I didn’t expect it to happen.  Then again, I did—well, not really.

No, I certainly didn’t expect it.

I’ve had moments of clarity in my life.  Amazingly enough, many of them were in the midst of a dream. For a brief second I would know the meaning of life or the missing treatment to cure cancer.  And then as quickly as it popped into my mind it was gone. I really don’t recollect dying.  Just this unbelievable sense of clear headedness—like walking into a room newly painted and knowing by the odor and brightness that the color on the wall is so splattering new that you should be careful not to touch it for fear of smearing the design. The greatest revelation of all? 

Twenty-five miles in the sky time ceases to exist.

The planet Pluto takes two hundred and forty-eight years to circle the sun. It doesn’t give a damn. 

The day of my death was the day I became free of the only burden I really ever had.  TIME.

Useless.

Time is fussy.  Time is worry. 

Time is fear.  Time is the culprit causing human-types to recoil from pending generosity. 
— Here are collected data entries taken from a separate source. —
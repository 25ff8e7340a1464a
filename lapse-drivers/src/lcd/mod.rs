//! Character LCD drivers

pub mod hd44780;
pub mod pcf8574;

pub use hd44780::{Hd44780, LcdError};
There just was never enough time. 

Time would not allow it.  Remember—“if time permits …”

Why if time permits?  Why not if I permit?  Why not if I dream?  Why not if I want?  Why does time get to dictate to me my passage? 
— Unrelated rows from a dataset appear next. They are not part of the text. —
//! HD44780 character LCD over a PCF8574 I2C expander
//!
//! The controller runs in 4-bit mode; every byte goes out as two nibbles,
//! each strobed on EN. A 100 kHz bus transfer is slower than any command
//! except clear/home, so only the init sequence needs explicit delays.
//!
//! Rows are cached: writing the same text to a row twice sends nothing the
//! second time. The controller re-renders the screen every tick and this
//! keeps the bus idle while the display is static.

use embedded_hal::delay::DelayNs;
use heapless::String;
use lapse_core::config::MAX_LCD_COLUMNS;
use lapse_core::display::SCREEN_ROWS;
use lapse_core::traits::{DisplayError, TextDisplay};
use lapse_hal::I2cBus;

use super::pcf8574::{strobe, BACKLIGHT, RS};

// Commands
const CMD_CLEAR: u8 = 0x01;
const CMD_ENTRY_MODE: u8 = 0x04;
const CMD_DISPLAY_CONTROL: u8 = 0x08;
const CMD_FUNCTION_SET: u8 = 0x20;
const CMD_SET_DDRAM: u8 = 0x80;

// Flags
const ENTRY_INCREMENT: u8 = 0x02;
const DISPLAY_ON: u8 = 0x04;
const FUNCTION_TWO_LINES: u8 = 0x08;

/// DDRAM address of each row's first column
const ROW_OFFSETS: [u8; 4] = [0x00, 0x40, 0x14, 0x54];

/// Errors from the LCD driver
#[derive(Debug, Clone, Copy, PartialEq, Eq)]
#[cfg_attr(feature = "defmt", derive(defmt::Format))]
pub enum LcdError<E> {
    /// I2C transfer failed
    Bus(E),
    /// `init` has not completed
    NotInitialized,
    /// Row or column outside the panel
    OutOfRange,
}

impl<E> From<LcdError<E>> for DisplayError {
    fn from(err: LcdError<E>) -> Self {
        match err {
            LcdError::NotInitialized => DisplayError::NotInitialized,
            LcdError::Bus(_) | LcdError::OutOfRange => DisplayError::Bus,
        }
    }
}

/// HD44780 behind a PCF8574 backpack
pub struct Hd44780<B> {
    bus: B,
    address: u8,
    columns: u8,
    rows: u8,
    initialized: bool,
    /// Last text written to each row
    cache: [Option<String<MAX_LCD_COLUMNS>>; SCREEN_ROWS],
}

impl<B: I2cBus> Hd44780<B> {
    /// Create a driver for a `columns` x 2 panel
    pub fn new(bus: B, address: u8, columns: u8) -> Self {
        Self {
            bus,
            address,
            columns: columns.min(MAX_LCD_COLUMNS as u8),
            rows: SCREEN_ROWS as u8,
            initialized: false,
            cache: [None, None],
        }
    }

    /// Run the power-on init sequence
    ///
    /// Three "8-bit mode" nibbles bring the controller into a known state
    /// whatever it was doing, then it is switched to 4-bit mode.
    pub fn init<D: DelayNs>(&mut self, delay: &mut D) -> Result<(), LcdError<B::Error>> {
        self.initialized = false;
        delay.delay_ms(50);

        self.write_nibble(0x03, 0)?;
        delay.delay_us(4500);
        self.write_nibble(0x03, 0)?;
        delay.delay_us(4500);
        self.write_nibble(0x03, 0)?;
        delay.delay_us(150);
        self.write_nibble(0x02, 0)?;

        self.command(CMD_FUNCTION_SET | FUNCTION_TWO_LINES)?;
        self.command(CMD_DISPLAY_CONTROL | DISPLAY_ON)?;
        self.command(CMD_ENTRY_MODE | ENTRY_INCREMENT)?;
        self.initialized = true;
        self.clear(delay)
    }

    /// Blank the panel and forget cached rows
    pub fn clear<D: DelayNs>(&mut self, delay: &mut D) -> Result<(), LcdError<B::Error>> {
        self.ensure_initialized()?;
        self.command(CMD_CLEAR)?;
        delay.delay_us(2000);
        self.cache = [None, None];
        Ok(())
    }

    /// Move the cursor
    pub fn set_cursor(&mut self, row: u8, col: u8) -> Result<(), LcdError<B::Error>> {
        self.ensure_initialized()?;
        if row >= self.rows || col >= self.columns {
            return Err(LcdError::OutOfRange);
        }
        self.command(CMD_SET_DDRAM | (ROW_OFFSETS[row as usize] + col))
    }

    /// Write text at the cursor
    ///
    /// Characters outside printable ASCII are shown as `?`.
    pub fn write_str(&mut self, text: &str) -> Result<(), LcdError<B::Error>> {
        self.ensure_initialized()?;
        for c in text.chars() {
            let byte = if c.is_ascii() && !c.is_ascii_control() {
                c as u8
            } else {
                b'?'
            };
            self.send(byte, RS)?;
        }
        Ok(())
    }

    /// Write a whole row unless it already shows `text`
    ///
    /// Returns true if anything was sent.
    pub fn update_row(&mut self, row: u8, text: &str) -> Result<bool, LcdError<B::Error>> {
        self.ensure_initialized()?;
        let slot = self
            .cache
            .get(row as usize)
            .ok_or(LcdError::OutOfRange)?;
        if slot.as_deref() == Some(text) {
            return Ok(false);
        }

        // Forget the row first so a failed write is retried next time
        self.cache[row as usize] = None;
        self.set_cursor(row, 0)?;
        let width = self.columns as usize;
        let mut line = String::new();
        for c in text.chars().take(width) {
            let _ = line.push(c);
        }
        self.write_str(&line)?;
        self.cache[row as usize] = Some(line).filter(|l| l.as_str() == text);
        Ok(true)
    }

    /// Panel width in characters
    pub fn columns(&self) -> u8 {
        self.columns
    }

    /// Check if the init sequence has completed
    pub fn is_initialized(&self) -> bool {
        self.initialized
    }

    fn ensure_initialized(&self) -> Result<(), LcdError<B::Error>> {
        if self.initialized {
            Ok(())
        } else {
            Err(LcdError::NotInitialized)
        }
    }

    fn command(&mut self, cmd: u8) -> Result<(), LcdError<B::Error>> {
        self.send(cmd, 0)
    }

    fn send(&mut self, byte: u8, mode: u8) -> Result<(), LcdError<B::Error>> {
        self.write_nibble(byte >> 4, mode)?;
        self.write_nibble(byte & 0x0F, mode)
    }

    fn write_nibble(&mut self, nibble: u8, mode: u8) -> Result<(), LcdError<B::Error>> {
        // Backlight stays on
        self.bus
            .write(self.address, &strobe(nibble, mode | BACKLIGHT))
            .map_err(LcdError::Bus)
    }
}

impl<B: I2cBus> TextDisplay for Hd44780<B> {
    fn write_row(&mut self, row: u8, text: &str) -> Result<(), DisplayError> {
        self.update_row(row, text)?;
        Ok(())
    }
}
It was time that robbed me of my soulful nature.    It was time that convinced me that my selfishness was needed. 

I didn’t die. The clock in me died, leaving spirit to tick on.  

So why don’t we see the farce of time?  Why do we allow ourselves to fall under the power of the cruel despot?  Yes, time is a relentless master—very little wage for much demand.

I died today. 

Actually … a piece of time named after me was cast away.